# messages after portupgrade



## hirohitosan (Nov 12, 2010)

Hi there.
I [cmd=]portsnap fetch update[/cmd] my ports collection and [cmd=]portupgrade -ca[/cmd] 

At the end I got some messages:


```
** Listing the failed packages (-:ignored / *:skipped / !:failed)
	- devel/automake110 (port directory error)
	- devel/automake19 (port directory error)
	- sysutils/freecolor (marked as IGNORE)
	- net/samba3 (port directory error)
	- archivers/xz (marked as IGNORE)
```
It is something bad?
How can I get rid of these messages?

thanks


----------



## SirDice (Nov 12, 2010)

Just pkg_delete the automake ports, they don't exist anymore.
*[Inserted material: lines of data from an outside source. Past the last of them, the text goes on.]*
//! Quote-aware CSV record boundaries.
//!
//! A record ends at a newline that is outside a double-quoted field. A `"`
//! opens a quoted field only at the start of a field; elsewhere it is an
//! ordinary byte, so `1,5" screen` is one unquoted value. Inside a quoted
//! field `""` is an escaped quote. The bytes of each record are never
//! rewritten.

use tokio::io::{self, AsyncBufRead, AsyncBufReadExt};

#[derive(Debug, Default, Clone, Copy, PartialEq, Eq)]
enum FieldState {
    #[default]
    FieldStart,
    Unquoted,
    Quoted,
    /// A `"` seen inside a quoted field: either an escape or the closing quote.
    QuoteInQuoted,
}

impl FieldState {
    /// Advance over `b`, returning `true` when it terminates a record.
    fn step(&mut self, b: u8) -> bool {
        use FieldState::*;
        match (*self, b) {
            (Quoted, b'"') => *self = QuoteInQuoted,
            (Quoted, _) => {}
            (QuoteInQuoted, b'"') => *self = Quoted,
            (FieldStart, b'"') => *self = Quoted,
            (_, b',') => *self = FieldStart,
            (_, b'\n') => {
                *self = FieldStart;
                return true;
            }
            _ => *self = Unquoted,
        }
        false
    }
}

/// Counts complete records across arbitrarily split byte chunks.
#[derive(Debug, Default, Clone)]
pub struct RecordScanner {
    state: FieldState,
    terminated: u64,
    pending: bool,
}

impl RecordScanner {
    pub fn new() -> Self {
        Self::default()
    }

    /// Consume the next chunk of the stream.
    pub fn feed(&mut self, chunk: &[u8]) {
        for &b in chunk {
            if self.state.step(b) {
                self.terminated += 1;
                self.pending = false;
            } else {
                self.pending = true;
            }
        }
    }

    /// Records seen so far, counting an unterminated trailing record.
    pub fn records(&self) -> u64 {
        self.terminated + u64::from(self.pending)
    }

    /// Records after the header.
    pub fn data_rows(&self) -> u64 {
        self.records().saturating_sub(1)
    }
}

/// Read one complete record, including its terminator, onto the end of `buf`.
///
/// Returns the number of bytes appended; zero means end of input. A quoted
/// field left open at end of input is returned as-is.
pub async fn read_record<R>(reader: &mut R, buf: &mut Vec<u8>) -> io::Result<usize>
where
    R: AsyncBufRead + Unpin,
{
    let start = buf.len();
    let mut state = FieldState::default();

    loop {
        let segment = buf.len();
        if reader.read_until(b'\n', buf).await? == 0 {
            break;
        }
        let mut ended = false;
        for &b in &buf[segment..] {
            ended = state.step(b);
        }
        if ended {
            break;
        }
    }

    Ok(buf.len() - start)
}
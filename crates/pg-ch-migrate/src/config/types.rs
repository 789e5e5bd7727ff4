//! Configuration type definitions.

use serde::{Deserialize, Serialize};
use std::fmt;
use std::path::PathBuf;

/// Transfer mode selected by `migration_schema`.
#[derive(Debug, Clone, Copy, PartialEq, Eq, Serialize, Deserialize)]
#[serde(rename_all = "snake_case")]
pub enum MigrationMode {
    /// Source table to CSV file only.
    Pull,
    /// Pre-existing CSV file to destination only.
    Push,
    /// Source table to CSV file to destination.
    Full,
}

impl MigrationMode {
    /// Whether jobs in this mode read from the source store.
    pub fn needs_source(&self) -> bool {
        matches!(self, MigrationMode::Pull | MigrationMode::Full)
    }

    /// Whether jobs in this mode write to the destination store.
    pub fn needs_target(&self) -> bool {
        matches!(self, MigrationMode::Push | MigrationMode::Full)
    }

    pub fn as_str(&self) -> &'static str {
        match self {
            MigrationMode::Pull => "pull",
            MigrationMode::Push => "push",
            MigrationMode::Full => "full",
        }
    }
}

impl fmt::Display for MigrationMode {
    fn fmt(&self, f: &mut fmt::Formatter<'_>) -> fmt::Result {
        f.write_str(self.as_str())
    }
}

/// Root configuration structure (the job file).
#[derive(Debug, Clone, Serialize, Deserialize)]
pub struct Config {
    /// Transfer mode for every job in this file.
    pub migration_schema: MigrationMode,

    /// Source tables (pull and full modes).
    #[serde(default)]
    pub tables: Vec<TableConfig>,

    /// Pre-existing CSV files (push mode).
    #[serde(default)]
    pub csv_files: Vec<CsvFileConfig>,

    /// Directory holding intermediate CSV files (default: /tmp/dumps).
    #[serde(default = "default_dump_dir")]
    pub dump_dir: PathBuf,

    /// Connection gate behavior.
    #[serde(default)]
    pub connection_retry: RetryConfig,
}

/// One source table to extract (and optionally load).
#[derive(Debug, Clone, Serialize, Deserialize)]
pub struct TableConfig {
    /// Source table name, optionally schema-qualified.
    pub name: String,

    /// Destination table name (default: same as `name`).
    #[serde(default, skip_serializing_if = "Option::is_none")]
    pub target_table: Option<String>,

    /// Data rows per insert call.
    pub insert_batchsize: usize,
}

/// One pre-existing CSV file to load.
#[derive(Debug, Clone, Serialize, Deserialize)]
pub struct CsvFileConfig {
    /// File name relative to the dump directory.
    pub csv: String,

    /// Destination table name.
    pub table: String,

    /// Data rows per insert call.
    pub insert_batchsize: usize,
}

/// Connection gate retry settings.
#[derive(Debug, Clone, Serialize, Deserialize)]
pub struct RetryConfig {
    /// Seconds to sleep between failed connection attempts (default: 2).
    #[serde(default = "default_retry_delay_secs")]
    pub delay_secs: u64,

    /// Give up after this many attempts. Unbounded if not set.
    #[serde(default, skip_serializing_if = "Option::is_none")]
    pub max_attempts: Option<u32>,
}

impl Default for RetryConfig {
    fn default() -> Self {
        Self {
            delay_secs: default_retry_delay_secs(),
            max_attempts: None,
        }
    }
}

/// Source database (PostgreSQL) connection parameters.
#[derive(Clone, Serialize, Deserialize)]
pub struct SourceConfig {
    /// Database host.
    pub host: String,

    /// Database port (default: 5432).
    #[serde(default = "default_pg_port")]
    pub port: u16,

    /// Database name.
    pub database: String,

    /// Username.
    pub user: String,

    /// Password.
    #[serde(default)]
    pub password: String,

    /// Schema placed on the export session's search_path (default: "public").
    #[serde(default = "default_public_schema")]
    pub schema: String,

    /// SSL mode (default: "disable").
    #[serde(default = "default_disable")]
    pub ssl_mode: String,
}

impl fmt::Debug for SourceConfig {
    fn fmt(&self, f: &mut fmt::Formatter<'_>) -> fmt::Result {
        f.debug_struct("SourceConfig")
            .field("host", &self.host)
            .field("port", &self.port)
            .field("database", &self.database)
            .field("user", &self.user)
            .field("password", &"[REDACTED]")
            .field("schema", &self.schema)
            .field("ssl_mode", &self.ssl_mode)
            .finish()
    }
}

/// Destination (ClickHouse HTTP interface) connection parameters.
#[derive(Clone, Serialize, Deserialize)]
pub struct TargetConfig {
    /// Server host.
    pub host: String,

    /// HTTP port (default: 8123).
    #[serde(default = "default_ch_port")]
    pub port: u16,

    /// Database name.
    pub database: String,

    /// Username.
    pub username: String,

    /// Password.
    #[serde(default)]
    pub password: String,

    /// Use HTTPS (default: false).
    #[serde(default)]
    pub secure: bool,
}

impl TargetConfig {
    /// Base URL of the HTTP interface.
    pub fn base_url(&self) -> String {
        let scheme = if self.secure { "https" } else { "http" };
        format!("{}://{}:{}/", scheme, self.host, self.port)
    }
}

impl fmt::Debug for TargetConfig {
    fn fmt(&self, f: &mut fmt::Formatter<'_>) -> fmt::Result {
        f.debug_struct("TargetConfig")
            .field("host", &self.host)
            .field("port", &self.port)
            .field("database", &self.database)
            .field("username", &self.username)
            .field("password", &"[REDACTED]")
            .field("secure", &self.secure)
            .finish()
    }
}

// Default value functions for serde
fn default_dump_dir() -> PathBuf {
    PathBuf::from("/tmp/dumps")
}

fn default_retry_delay_secs() -> u64 {
    2
}

pub(crate) fn default_pg_port() -> u16 {
    5432
}

pub(crate) fn default_ch_port() -> u16 {
    8123
}

pub(crate) fn default_public_schema() -> String {
    "public".to_string()
}

pub(crate) fn default_disable() -> String {
    "disable".to_string()
}
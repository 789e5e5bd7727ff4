//! Connection gate: wait until a store accepts connections.
//!
//! The gate probes a store, and on failure sleeps a fixed delay and probes
//! again. With the default settings there is no attempt bound, so a store
//! that never comes up blocks the run indefinitely; supervise the process
//! externally or set [`GateConfig::max_attempts`].

use std::future::Future;
use std::sync::Arc;
use std::time::Duration;

use crate::config::RetryConfig;
use crate::error::{MigrateError, Result};
use crate::events::{EventSink, PipelineEvent};

/// Retry settings for the gate.
#[derive(Debug, Clone, Copy, PartialEq, Eq)]
pub struct GateConfig {
    /// Sleep between failed attempts.
    pub retry_delay: Duration,
    /// Give up after this many attempts; `None` retries forever.
    pub max_attempts: Option<u32>,
}

impl Default for GateConfig {
    fn default() -> Self {
        Self {
            retry_delay: Duration::from_secs(2),
            max_attempts: None,
        }
    }
}

impl From<&RetryConfig> for GateConfig {
    fn from(cfg: &RetryConfig) -> Self {
        Self {
            retry_delay: Duration::from_secs(cfg.delay_secs),
            max_attempts: cfg.max_attempts,
        }
    }
}

/// Blocking readiness check shared by both stores.
pub struct ConnectionGate {
    config: GateConfig,
    events: Arc<dyn EventSink>,
}

impl ConnectionGate {
    pub fn new(config: GateConfig, events: Arc<dyn EventSink>) -> Self {
        Self { config, events }
    }

    /// Probe `store` until it succeeds, returning the number of attempts made.
    ///
    /// `probe` must open a connection and release it. Every failure is
    /// reported as a `StoreUnavailable` event. Only a bounded gate can fail,
    /// with [`MigrateError::Connectivity`].
    pub async fn wait_until_ready<F, Fut>(&self, store: &str, mut probe: F) -> Result<u32>
    where
        F: FnMut() -> Fut,
        Fut: Future<Output = Result<()>>,
    {
        let mut attempt: u32 = 0;
        loop {
            attempt = attempt.saturating_add(1);
            match probe().await {
                Ok(()) => {
                    self.events.emit(&PipelineEvent::StoreReady {
                        store: store.to_string(),
                        attempts: attempt,
                    });
                    return Ok(attempt);
                }
                Err(e) => {
                    self.events.emit(&PipelineEvent::StoreUnavailable {
                        store: store.to_string(),
                        attempt,
                        error: e.to_string(),
                    });

                    if let Some(max) = self.config.max_attempts {
                        if attempt >= max {
                            return Err(MigrateError::Connectivity {
                                store: store.to_string(),
                                attempts: attempt,
                                message: e.to_string(),
                            });
                        }
                    }

                    tokio::time::sleep(self.config.retry_delay).await;
                }
            }
        }
    }
}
The sysutils/freecolor is marked as BROKEN:

```
.if ${ARCH} != "i386"
BROKEN=         Does not function correctly on !i386
.endif
```

And depending on the version of FreeBSD, xz is already in the base:

```
.if ${OSVERSION} >= 900012 || (${OSVERSION} < 900000 && ${OSVERSION} >= 800505)
IGNORE= is already in the base system
.endif
```


----------



## hirohitosan (Nov 12, 2010)

thnaks SirDice!
I tried:

```
pkg_delete automake\*
pkg_delete: '/usr/local/share/doc/automake/amhello-1.0.tar.gz' fails original MD5 checksum - not deleted.
pkg_delete: unable to completely remove directory '/usr/local/share/doc/automake'
pkg_delete: couldn't entirely delete package (perhaps the packing list is
incorrectly specified?)
pkg_delete: package 'automake-1.11.1' is required by these other packages
and may not be deinstalled:
autotools-20101016
pkg_delete: package 'automake-1.4.6_6' is required by these other packages
and may not be deinstalled:
autotools-20101016
pkg_delete: package 'automake-wrapper-20071109' is required by these other packages
and may not be deinstalled:
automake-1.11.1
automake-1.4.6_6
autotools-20101016
```
do I have to delete autotools?
and about the others I don't understand how to get rid of the messages ... sorry


----------